* Goal of the exercise *
Below are the records; print them all without any alteration.

Dataset excerpts section start

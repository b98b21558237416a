//! Console output for interactive runs.

use std::collections::HashMap;
use std::time::Duration;

use async_trait::async_trait;

use super::{InvocationListener, LogKind, TestCaseId, TestRunResult, TestStatus};
use crate::context::InvocationContext;
use crate::error::FailureDescription;

/// Listener that shows progress in the terminal.
pub struct ConsoleListener {
    progress: Option<indicatif::ProgressBar>,
    verbose: bool,
    totals: Totals,
    failed: Vec<(TestCaseId, Option<String>)>,
    current_run: Option<TestRunResult>,
}

#[derive(Default)]
struct Totals {
    passed: usize,
    failed: usize,
    skipped: usize,
    run_failures: usize,
}

impl ConsoleListener {
    pub fn new(verbose: bool) -> Self {
        Self {
            progress: None,
            verbose,
            totals: Totals::default(),
            failed: Vec::new(),
            current_run: None,
        }
    }

    fn println(&self, line: String) {
        match &self.progress {
            Some(pb) => pb.println(line),
            None => println!("{line}"),
        }
    }
}

#[async_trait]
impl InvocationListener for ConsoleListener {
    async fn invocation_started(&mut self, context: &InvocationContext) {
        println!(
            "Invocation {} ({})",
            context.invocation_id(),
            context.test_tag()
        );
    }

    async fn test_run_started(&mut self, name: &str, expected_count: usize, attempt: usize) {
        if attempt > 0 {
            self.println(format!("Retrying {name} (attempt {})", attempt + 1));
        } else {
            self.println(format!("Running {name} ({expected_count} tests)"));
        }

        let pb = indicatif::ProgressBar::new(expected_count as u64);
        pb.set_style(
            indicatif::ProgressStyle::default_bar()
                .template(
                    "{spinner:.green} [{elapsed_precise}] [{bar:40.cyan/blue}] {pos}/{len} ({eta})",
                )
                .unwrap()
                .progress_chars("#>-"),
        );
        self.progress = Some(pb);
        self.current_run = Some(TestRunResult::new(name, expected_count, attempt));
    }

    async fn test_started(&mut self, id: &TestCaseId) {
        if self.verbose {
            self.println(format!("Running: {id}"));
        }
        if let Some(run) = &mut self.current_run {
            run.cases
                .entry(id.clone())
                .or_insert_with(super::TestCaseResult::incomplete);
        }
    }

    async fn test_failed(&mut self, id: &TestCaseId, trace: &str) {
        if let Some(run) = &mut self.current_run {
            run.cases
                .insert(id.clone(), super::TestCaseResult::failed(trace));
        }
    }

    async fn test_ignored(&mut self, id: &TestCaseId) {
        if let Some(run) = &mut self.current_run {
            run.cases.insert(
                id.clone(),
                super::TestCaseResult {
                    status: TestStatus::Ignored,
                    trace: None,
                    metrics: HashMap::new(),
                },
            );
        }
    }

    async fn test_assumption_failure(&mut self, id: &TestCaseId, trace: &str) {
        if let Some(run) = &mut self.current_run {
            run.cases.insert(
                id.clone(),
                super::TestCaseResult {
                    status: TestStatus::AssumptionFailure,
                    trace: Some(trace.to_string()),
                    metrics: HashMap::new(),
                },
            );
        }
    }

    async fn test_ended(&mut self, id: &TestCaseId, _metrics: &HashMap<String, String>) {
        let status = match &mut self.current_run {
            Some(run) => {
                let case = run
                    .cases
                    .entry(id.clone())
                    .or_insert_with(super::TestCaseResult::passed);
                if case.status == TestStatus::Incomplete {
                    case.status = TestStatus::Passed;
                }
                case.status
            }
            None => TestStatus::Passed,
        };

        let trace = self
            .current_run
            .as_ref()
            .and_then(|run| run.cases.get(id))
            .and_then(|case| case.trace.clone());

        match status {
            TestStatus::Passed => self.totals.passed += 1,
            TestStatus::Failed | TestStatus::Incomplete => {
                self.totals.failed += 1;
                self.failed.push((id.clone(), trace.clone()));
            }
            TestStatus::Ignored | TestStatus::AssumptionFailure => self.totals.skipped += 1,
        }

        if let Some(pb) = &self.progress {
            pb.inc(1);
            let label = match status {
                TestStatus::Passed => console::style("PASS").green(),
                TestStatus::Failed | TestStatus::Incomplete => console::style("FAIL").red(),
                TestStatus::Ignored => console::style("SKIP").yellow(),
                TestStatus::AssumptionFailure => console::style("ASSM").yellow(),
            };
            if self.verbose || status.is_failure() {
                pb.println(format!("{label} {id}"));
            }
        }
    }

    async fn test_run_failed(&mut self, failure: &FailureDescription) {
        self.totals.run_failures += 1;
        self.println(format!(
            "{} {}",
            console::style("RUN FAILED").red().bold(),
            failure.message
        ));
    }

    async fn test_run_ended(&mut self, _elapsed: Duration, _metrics: &HashMap<String, String>) {
        if let Some(pb) = self.progress.take() {
            pb.finish_and_clear();
        }
        self.current_run = None;
    }

    async fn test_log(&mut self, name: &str, kind: LogKind, _source: &super::LogSource) {
        if self.verbose {
            self.println(format!("Captured log {name} ({kind:?})"));
        }
    }

    async fn invocation_failed(&mut self, failure: &FailureDescription) {
        println!(
            "{} {}",
            console::style("INVOCATION FAILED").red().bold(),
            failure.message
        );
    }

    async fn invocation_ended(&mut self, elapsed: Duration) {
        if let Some(pb) = self.progress.take() {
            pb.finish_and_clear();
        }

        println!();
        println!("Test Results:");
        println!(
            "  Total:   {}",
            self.totals.passed + self.totals.failed + self.totals.skipped
        );
        println!("  Passed:  {}", console::style(self.totals.passed).green());
        println!("  Failed:  {}", console::style(self.totals.failed).red());
        println!("  Skipped: {}", console::style(self.totals.skipped).yellow());
        println!("  Duration: {:?}", elapsed);

        if self.totals.failed == 0 && self.totals.run_failures == 0 {
            println!();
            println!("{}", console::style("All tests passed!").green().bold());
        } else {
            println!();
            println!("{}", console::style("Some tests failed.").red().bold());
            if !self.failed.is_empty() {
                println!();
                println!("Failed tests:");
                for (id, trace) in &self.failed {
                    println!("  - {id}");
                    if let Some(trace) = trace {
                        if let Some(first) = trace.lines().next() {
                            println!("    {}", console::style(first).dim());
                        }
                    }
                }
            }
        }
    }
}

Dataset excerpts section end

* Exercise output *
repository b98b21558237416a
//! Console output for interactive runs.

use std::collections::HashMap;
use std::time::Duration;

use async_trait::async_trait;

use super::{InvocationListener, LogKind, TestCaseId, TestRunResult, TestStatus};
use crate::context::InvocationContext;
use crate::error::FailureDescription;

/// Listener that shows progress in the terminal.
pub struct ConsoleListener {
    progress: Option<indicatif::ProgressBar>,
    verbose: bool,
    totals: Totals,
    failed: Vec<(TestCaseId, Option<String>)>,
    current_run: Option<TestRunResult>,
}

#[derive(Default)]
struct Totals {
    passed: usize,
    failed: usize,
    skipped: usize,
    run_failures: usize,
}

impl ConsoleListener {
    pub fn new(verbose: bool) -> Self {
        Self {
            progress: None,
            verbose,
            totals: Totals::default(),
            failed: Vec::new(),
            current_run: None,
        }
    }

    fn println(&self, line: String) {
        match &self.progress {
            Some(pb) => pb.println(line),
            None => println!("{line}"),
        }
    }
}

#[async_trait]
impl InvocationListener for ConsoleListener {
    async fn invocation_started(&mut self, context: &InvocationContext) {
        println!(
            "Invocation {} ({})",
            context.invocation_id(),
            context.test_tag()
        );
    }

    async fn test_run_started(&mut self, name: &str, expected_count: usize, attempt: usize) {
        if attempt > 0 {
            self.println(format!("Retrying {name} (attempt {})", attempt + 1));
        } else {
            self.println(format!("Running {name} ({expected_count} tests)"));
        }

        let pb = indicatif::ProgressBar::new(expected_count as u64);
        pb.set_style(
            indicatif::ProgressStyle::default_bar()
                .template(
                    "{spinner:.green} [{elapsed_precise}] [{bar:40.cyan/blue}] {pos}/{len} ({eta})",
                )
                .unwrap()
                .progress_chars("#>-"),
        );
        self.progress = Some(pb);
        self.current_run = Some(TestRunResult::new(name, expected_count, attempt));
    }

    async fn test_started(&mut self, id: &TestCaseId) {
        if self.verbose {
            self.println(format!("Running: {id}"));
        }
        if let Some(run) = &mut self.current_run {
            run.cases
                .entry(id.clone())
                .or_insert_with(super::TestCaseResult::incomplete);
        }
    }

    async fn test_failed(&mut self, id: &TestCaseId, trace: &str) {
        if let Some(run) = &mut self.current_run {
            run.cases
                .insert(id.clone(), super::TestCaseResult::failed(trace));
        }
    }

    async fn test_ignored(&mut self, id: &TestCaseId) {
        if let Some(run) = &mut self.current_run {
            run.cases.insert(
                id.clone(),
                super::TestCaseResult {
                    status: TestStatus::Ignored,
                    trace: None,
                    metrics: HashMap::new(),
                },
            );
        }
    }

    async fn test_assumption_failure(&mut self, id: &TestCaseId, trace: &str) {
        if let Some(run) = &mut self.current_run {
            run.cases.insert(
                id.clone(),
                super::TestCaseResult {
                    status: TestStatus::AssumptionFailure,
                    trace: Some(trace.to_string()),
                    metrics: HashMap::new(),
                },
            );
        }
    }

    async fn test_ended(&mut self, id: &TestCaseId, _metrics: &HashMap<String, String>) {
        let status = match &mut self.current_run {
            Some(run) => {
                let case = run
                    .cases
                    .entry(id.clone())
                    .or_insert_with(super::TestCaseResult::passed);
                if case.status == TestStatus::Incomplete {
                    case.status = TestStatus::Passed;
                }
                case.status
            }
            None => TestStatus::Passed,
        };

        let trace = self
            .current_run
            .as_ref()
            .and_then(|run| run.cases.get(id))
            .and_then(|case| case.trace.clone());

        match status {
            TestStatus::Passed => self.totals.passed += 1,
            TestStatus::Failed | TestStatus::Incomplete => {
                self.totals.failed += 1;
                self.failed.push((id.clone(), trace.clone()));
            }
            TestStatus::Ignored | TestStatus::AssumptionFailure => self.totals.skipped += 1,
        }

        if let Some(pb) = &self.progress {
            pb.inc(1);
            let label = match status {
                TestStatus::Passed => console::style("PASS").green(),
                TestStatus::Failed | TestStatus::Incomplete => console::style("FAIL").red(),
                TestStatus::Ignored => console::style("SKIP").yellow(),
                TestStatus::AssumptionFailure => console::style("ASSM").yellow(),
            };
            if self.verbose || status.is_failure() {
                pb.println(format!("{label} {id}"));
            }
        }
    }

    async fn test_run_failed(&mut self, failure: &FailureDescription) {
        self.totals.run_failures += 1;
        self.println(format!(
            "{} {}",
            console::style("RUN FAILED").red().bold(),
            failure.message
        ));
    }

    async fn test_run_ended(&mut self, _elapsed: Duration, _metrics: &HashMap<String, String>) {
        if let Some(pb) = self.progress.take() {
            pb.finish_and_clear();
        }
        self.current_run = None;
    }

    async fn test_log(&mut self, name: &str, kind: LogKind, _source: &super::LogSource) {
        if self.verbose {
            self.println(format!("Captured log {name} ({kind:?})"));
        }
    }

    async fn invocation_failed(&mut self, failure: &FailureDescription) {
        println!(
            "{} {}",
            console::style("INVOCATION FAILED").red().bold(),
            failure.message
        );
    }

    async fn invocation_ended(&mut self, elapsed: Duration) {
        if let Some(pb) = self.progress.take() {
            pb.finish_and_clear();
        }

        println!();
        println!("Test Results:");
        println!(
            "  Total:   {}",
            self.totals.passed + self.totals.failed + self.totals.skipped
        );
        println!("  Passed:  {}", console::style(self.totals.passed).green());
        println!("  Failed:  {}", console::style(self.totals.failed).red());
        println!("  Skipped: {}", console::style(self.totals.skipped).yellow());
        println!("  Duration: {:?}", elapsed);

        if self.totals.failed == 0 && self.totals.run_failures == 0 {
            println!();
            println!("{}", console::style("All tests passed!").green().bold());
        } else {
            println!();
            println!("{}", console::style("Some tests failed.").red().bold());
            if !self.failed.is_empty() {
                println!();
                println!("Failed tests:");
                for (id, trace) in &self.failed {
                    println!("  - {id}");
                    if let Some(trace) = trace {
                        if let Some(first) = trace.lines().next() {
                            println!("    {}", console::style(first).dim());
                        }
                    }
                }
            }
        }
    }
}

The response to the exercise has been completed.